Феликс на Ваняткиной кровати проспал два дня, а на рассвете разбудила Мария Ефимовна, и он услышал тяжелый гул прибоя. Мария Ефимовна накормила деда и его тыквенной кашей, дала суму с едой на несколько дней для них и для собак и чай в запыженной соломой бутылке, и рулон овчины. И поспешно выпроводила, наказав пасти на меловых песках и подальше от синих вод. А Феликсу приказала не глядеть на «моря», а все идти спиной к водяным буграм.
Феликс не стал будить Натали, а с первым солнцем двинулся в степь, спиной ощущая тяжелый грохот волн.

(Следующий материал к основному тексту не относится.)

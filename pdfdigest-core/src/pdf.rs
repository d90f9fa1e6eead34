//! PDF text extraction.
//!
//! This module turns a stored PDF into a [`TextBundle`]: per-page cleaned
//! text, the concatenated full text, and document-level metadata. The
//! bundle is the only value handed to the summarizer and is rebuilt from
//! the source file on every request.

use lopdf::Document;
use serde::{Deserialize, Serialize};
use std::path::Path;
use thiserror::Error;
use tracing::{debug, error};

/// Errors that can occur during PDF extraction
#[derive(Debug, Error)]
pub enum ExtractError {
    #[error("Failed to open PDF file: {0}")]
    OpenError(String),

    #[error("Failed to read PDF: {0}")]
    ReadError(#[from] lopdf::Error),

    #[error("IO error: {0}")]
    IoError(#[from] std::io::Error),
}

/// Cleaned text of a single page.
///
/// `page` is the 1-based source page number. Pages without extractable
/// text are omitted entirely, but the numbering of the remaining pages
/// still follows the source document.
#[derive(Debug, Clone, PartialEq, Eq, Serialize, Deserialize, utoipa::ToSchema)]
pub struct PageText {
    pub page: u32,
    pub text: String,
}

/// Document-level metadata from the PDF info dictionary
#[derive(Debug, Clone, Default, Serialize, Deserialize, utoipa::ToSchema)]
pub struct DocumentMetadata {
    pub title: Option<String>,
    pub author: Option<String>,
    pub subject: Option<String>,
    pub creator: Option<String>,
    pub page_count: u32,
}

/// Normalized extraction result for one document.
///
/// `full_text` is exactly the blank-line join of the non-empty cleaned
/// page texts, trimmed. The bundle is immutable once produced; the
/// summarizer only reads it.
#[derive(Debug, Clone, Default, Serialize, Deserialize, utoipa::ToSchema)]
pub struct TextBundle {
    pub full_text: String,
    pub pages: Vec<PageText>,
    pub metadata: DocumentMetadata,
}

impl TextBundle {
    /// Number of pages that yielded text
    pub fn page_count(&self) -> usize {
        self.pages.len()
    }

    pub fn is_empty(&self) -> bool {
        self.full_text.is_empty()
    }
}

/// Extract a [`TextBundle`] from the PDF at `path`.
///
/// A document whose pages yield no text at all produces an empty bundle,
/// not an error. Parse failures are logged and propagated.
pub fn extract(path: &Path) -> Result<TextBundle, ExtractError> {
    debug!("Extracting text from: {}", path.display());

    let doc = Document::load(path).map_err(|e| {
        error!("Failed to open PDF {}: {}", path.display(), e);
        ExtractError::OpenError(e.to_string())
    })?;

    let source_pages = doc.get_pages();
    let metadata = read_metadata(&doc, source_pages.len() as u32);

    let mut pages = Vec::new();
    let mut buffer = String::new();

    // get_pages() yields 1-based page numbers in source order.
    for (page_num, _object_id) in source_pages {
        let raw = doc
            .extract_text(&[page_num])
            .unwrap_or_else(|_| String::new());
        let cleaned = clean_text(&raw);
        if cleaned.is_empty() {
            continue;
        }

        buffer.push_str(&cleaned);
        buffer.push_str("\n\n");
        pages.push(PageText {
            page: page_num,
            text: cleaned,
        });
    }

    debug!(
        "Extracted {} text-bearing pages of {}",
        pages.len(),
        metadata.page_count
    );

    Ok(TextBundle {
        full_text: buffer.trim().to_string(),
        pages,
        metadata,
    })
}

/// Collapse all whitespace runs (newlines and tabs included) into single
/// spaces and trim the ends. Pure normalization; headers/footers and other
/// boilerplate are left alone.
pub fn clean_text(text: &str) -> String {
    text.split_whitespace().collect::<Vec<_>>().join(" ")
}

fn read_metadata(doc: &Document, page_count: u32) -> DocumentMetadata {
    let mut metadata = DocumentMetadata {
        page_count,
        ..Default::default()
    };

    if let Ok(info) = doc.trailer.get(b"Info") {
        if let Ok(info_ref) = info.as_reference() {
            if let Ok(info_dict) = doc.get_dictionary(info_ref) {
                metadata.title = info_string(info_dict, b"Title");
                metadata.author = info_string(info_dict, b"Author");
                metadata.subject = info_string(info_dict, b"Subject");
                metadata.creator = info_string(info_dict, b"Creator");
            }
        }
    }

    metadata
}

fn info_string(dict: &lopdf::Dictionary, key: &[u8]) -> Option<String> {
    dict.get(key)
        .ok()
        .and_then(|v| v.as_string().ok())
        .map(|s| s.to_string())
}
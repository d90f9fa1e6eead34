//! `pdfdigest summarize` - summarize a local PDF without a server

use anyhow::{bail, Result};
use pdfdigest_core::summarize::{summarize, SummaryKind, SummaryMode};
use pdfdigest_core::{pdf, CompletionClient, Config};
use std::path::PathBuf;
use tracing::info;

pub async fn run(config: Config, file: PathBuf, mode: String) -> Result<()> {
    if !file.exists() {
        bail!("File not found: {}", file.display());
    }

    let mode = SummaryMode::parse(&mode);
    info!("Summarizing {} in {} mode", file.display(), mode);

    let bundle = pdf::extract(&file)?;
    if bundle.is_empty() {
        bail!("No extractable text in {}", file.display());
    }

    let client = CompletionClient::new(&config.completion)?;
    let summary = summarize(&client, &bundle, mode).await;

    match summary.kind {
        SummaryKind::Mock => {
            eprintln!("note: no API key configured, this is a mock summary\n")
        }
        SummaryKind::Degraded => {
            eprintln!("note: the completion call failed, see below\n")
        }
        SummaryKind::Generated => {}
    }

    println!("{}", summary.text);

    Ok(())
}
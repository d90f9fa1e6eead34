//! Upload storage.
//!
//! One file per uploaded document, named by a generated UUID, under a
//! single upload directory. The store is deliberately dumb: no index, no
//! cache. Identifiers arriving from the outside are parsed as UUIDs
//! before they ever touch a path, so a request cannot name an arbitrary
//! file.

use std::path::{Path, PathBuf};
use thiserror::Error;
use tracing::debug;
use uuid::Uuid;

/// Storage errors
#[derive(Debug, Error)]
pub enum StorageError {
    #[error("Invalid document id: {0}")]
    InvalidId(String),

    #[error("Storage I/O error: {0}")]
    Io(#[from] std::io::Error),
}

/// Identifier of one stored document
#[derive(Debug, Clone, Copy, PartialEq, Eq, Hash)]
pub struct DocumentId(Uuid);

impl DocumentId {
    /// Generate a fresh identifier
    pub fn new() -> Self {
        Self(Uuid::new_v4())
    }

    /// Parse a caller-supplied identifier. Anything that is not a UUID is
    /// rejected here, before path construction.
    pub fn parse(s: &str) -> Result<Self, StorageError> {
        Uuid::parse_str(s)
            .map(Self)
            .map_err(|_| StorageError::InvalidId(s.to_string()))
    }
}

impl Default for DocumentId {
    fn default() -> Self {
        Self::new()
    }
}

impl std::fmt::Display for DocumentId {
    fn fmt(&self, f: &mut std::fmt::Formatter<'_>) -> std::fmt::Result {
        write!(f, "{}", self.0)
    }
}

/// File-per-document upload store
#[derive(Debug, Clone)]
pub struct UploadStore {
    root: PathBuf,
}

impl UploadStore {
    pub fn new(root: impl Into<PathBuf>) -> Self {
        Self { root: root.into() }
    }

    /// Create the upload directory if it does not exist yet
    pub fn ensure_dir(&self) -> Result<(), StorageError> {
        std::fs::create_dir_all(&self.root)?;
        Ok(())
    }

    /// Path of the file backing `id`
    pub fn path_for(&self, id: &DocumentId) -> PathBuf {
        self.root.join(format!("{id}.pdf"))
    }

    /// Whether a document with this id is currently stored
    pub fn exists(&self, id: &DocumentId) -> bool {
        self.path_for(id).exists()
    }

    /// Persist uploaded bytes under a fresh identifier
    pub async fn store(&self, bytes: &[u8]) -> Result<DocumentId, StorageError> {
        let id = DocumentId::new();
        let path = self.path_for(&id);
        tokio::fs::write(&path, bytes).await?;
        debug!("Stored {} bytes at {}", bytes.len(), path.display());
        Ok(id)
    }

    /// Remove a stored document. Idempotent: removing an id that is not
    /// (or no longer) present returns `Ok(false)`, which is also the
    /// outcome for the loser of a concurrent delete.
    pub async fn remove(&self, id: &DocumentId) -> Result<bool, StorageError> {
        match tokio::fs::remove_file(self.path_for(id)).await {
            Ok(()) => Ok(true),
            Err(e) if e.kind() == std::io::ErrorKind::NotFound => Ok(false),
            Err(e) => Err(e.into()),
        }
    }

    pub fn root(&self) -> &Path {
        &self.root
    }
}

#[cfg(test)]
mod tests {
    use super::*;

    fn temp_store() -> (tempfile::TempDir, UploadStore) {
        let dir = tempfile::tempdir().unwrap();
        let store = UploadStore::new(dir.path());
        (dir, store)
    }

    #[test]
    fn test_document_id_round_trip() {
        let id = DocumentId::new();
        let parsed = DocumentId::parse(&id.to_string()).unwrap();
        assert_eq!(id, parsed);
    }

    #[test]
    fn test_document_id_rejects_non_uuid() {
        assert!(matches!(
            DocumentId::parse("../../etc/passwd"),
            Err(StorageError::InvalidId(_))
        ));
        assert!(DocumentId::parse("").is_err());
        assert!(DocumentId::parse("not-a-uuid").is_err());
    }

    #[tokio::test]
    async fn test_store_exists_remove() {
        let (_dir, store) = temp_store();

        let id = store.store(b"%PDF-1.5 fake").await.unwrap();
        assert!(store.exists(&id));
        assert!(store.path_for(&id).ends_with(format!("{id}.pdf")));

        let removed = store.remove(&id).await.unwrap();
        assert!(removed);
        assert!(!store.exists(&id));
    }

    #[tokio::test]
    async fn test_remove_is_idempotent() {
        let (_dir, store) = temp_store();

        let id = DocumentId::new();
        assert!(!store.exists(&id));
        // Removing something that was never stored is not an error
        assert!(!store.remove(&id).await.unwrap());
        // And doing it again still is not
        assert!(!store.remove(&id).await.unwrap());
    }
}
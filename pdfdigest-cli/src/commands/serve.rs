//! `pdfdigest serve` - run the HTTP API server

use anyhow::Result;
use pdfdigest_core::server::{create_router, AppState};
use pdfdigest_core::{CompletionClient, Config, UploadStore};
use std::sync::Arc;
use tracing::{info, warn};

pub async fn run(config: Config) -> Result<()> {
    config.ensure_dirs()?;

    let client = CompletionClient::new(&config.completion)?;
    if !client.has_credentials() {
        warn!(
            "No completion-service API key configured (PDFDIGEST_API_KEY); \
             summaries will be mocked"
        );
    }

    let store = UploadStore::new(config.upload_dir());
    store.ensure_dir()?;
    info!("Upload directory: {}", store.root().display());

    let addr = config.server_addr();
    let state = Arc::new(AppState::new(config, client, store));
    let router = create_router(state);

    let listener = tokio::net::TcpListener::bind(&addr).await?;
    info!("PDF Digest API listening on http://{addr}");

    axum::serve(listener, router).await?;

    Ok(())
}
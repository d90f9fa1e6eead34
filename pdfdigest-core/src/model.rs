//! Shared API models for PDF Digest.
//!
//! Request and response shapes exposed by the HTTP surface, plus the
//! error envelope.

use crate::summarize::{SummaryKind, SummaryMode};
use serde::{Deserialize, Serialize};

/// Response to a successful upload
#[derive(Debug, Clone, Serialize, Deserialize, utoipa::ToSchema)]
pub struct UploadResponse {
    /// Identifier to use for later summarize/delete calls
    pub file_id: String,
    /// Original filename as sent by the client
    pub filename: String,
    /// Number of text-bearing pages found during the immediate extraction
    pub page_count: usize,
    pub message: String,
}

/// Request body for summarization
#[derive(Debug, Clone, Deserialize, utoipa::ToSchema)]
pub struct SummarizeRequest {
    /// Identifier returned by the upload endpoint
    pub file_id: String,
    /// "short", "medium" or "detailed"; anything else falls back to medium
    #[serde(default)]
    pub mode: Option<String>,
}

impl SummarizeRequest {
    pub fn mode(&self) -> SummaryMode {
        self.mode
            .as_deref()
            .map(SummaryMode::parse)
            .unwrap_or_default()
    }
}

/// Summarization response
#[derive(Debug, Clone, Serialize, Deserialize, utoipa::ToSchema)]
pub struct SummarizeResponse {
    pub summary: String,
    /// Whether the text came from the service, the mock, or a failure
    pub kind: SummaryKind,
    pub mode: SummaryMode,
}

/// Response to a delete call. Always 200; `deleted` reports whether the
/// file was actually there.
#[derive(Debug, Clone, Serialize, Deserialize, utoipa::ToSchema)]
pub struct DeleteResponse {
    pub deleted: bool,
    pub message: String,
}

/// Health check response
#[derive(Debug, Clone, Serialize, Deserialize, utoipa::ToSchema)]
pub struct HealthResponse {
    pub status: String,
    pub version: String,
    /// True when no completion credential is configured
    pub mock_mode: bool,
}

/// API error envelope
#[derive(Debug, Clone, Serialize, Deserialize, utoipa::ToSchema)]
pub struct ApiError {
    pub error: ApiErrorDetail,
}

#[derive(Debug, Clone, Serialize, Deserialize, utoipa::ToSchema)]
pub struct ApiErrorDetail {
    pub message: String,
    pub r#type: String,
    #[serde(skip_serializing_if = "Option::is_none")]
    pub code: Option<String>,
}

impl ApiError {
    pub fn new(message: impl Into<String>, error_type: impl Into<String>) -> Self {
        Self {
            error: ApiErrorDetail {
                message: message.into(),
                r#type: error_type.into(),
                code: None,
            },
        }
    }

    pub fn invalid_request(message: impl Into<String>) -> Self {
        Self::new(message, "invalid_request_error")
    }

    pub fn not_found(message: impl Into<String>) -> Self {
        Self::new(message, "not_found_error")
    }

    pub fn extraction_error(message: impl Into<String>) -> Self {
        Self::new(message, "extraction_error")
    }

    pub fn internal_error(message: impl Into<String>) -> Self {
        Self::new(message, "internal_error")
    }
}

#[cfg(test)]
mod tests {
    use super::*;
    use crate::summarize::SummaryMode;

    #[test]
    fn test_summarize_request_mode_default() {
        let req = SummarizeRequest {
            file_id: "x".to_string(),
            mode: None,
        };
        assert_eq!(req.mode(), SummaryMode::Medium);

        let req = SummarizeRequest {
            file_id: "x".to_string(),
            mode: Some("short".to_string()),
        };
        assert_eq!(req.mode(), SummaryMode::Short);

        // Unrecognized mode strings fall back instead of failing
        let req = SummarizeRequest {
            file_id: "x".to_string(),
            mode: Some("extra-verbose".to_string()),
        };
        assert_eq!(req.mode(), SummaryMode::Medium);
    }

    #[test]
    fn test_api_error_serialization() {
        let error = ApiError::not_found("File not found");
        let json = serde_json::to_string(&error).unwrap();
        assert!(json.contains("not_found_error"));
        assert!(json.contains("File not found"));
        // No code set, so the field is omitted
        assert!(!json.contains("\"code\""));
    }
}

Он брел и брел в пыли за стадом под дробный стук копыт, и наконец море оставило его — вокруг лежала выгоревшая степь с сухим треском кузнечиков да редким, на склоне оврага, будто присевшим на корточки, кустом шиповника. Солнце уже палило изрядно, и овцы стали, уткнув под животы головы, собаки залегли по краям стада, а Афанасий Лукич, совершенно довольный, что Феликс пошел «в степя», расстелил под шиповником бараньи шкуры и войлок.
Они поели брынзы с серыми чуреками, попили мутный чай. Дед и мысли не имел о Водяном, и вдали от моря Феликс испытывал невероятную легкость. Ему казалось, что вместе с кошмой, на которой он лежит, раскинув руки, он так и укатит в голубую бездну. Ему становилось страшновато и восторженно. Он опять поспал в редкой тени шиповника, и в сумерках стадо двинулось в глубь степи.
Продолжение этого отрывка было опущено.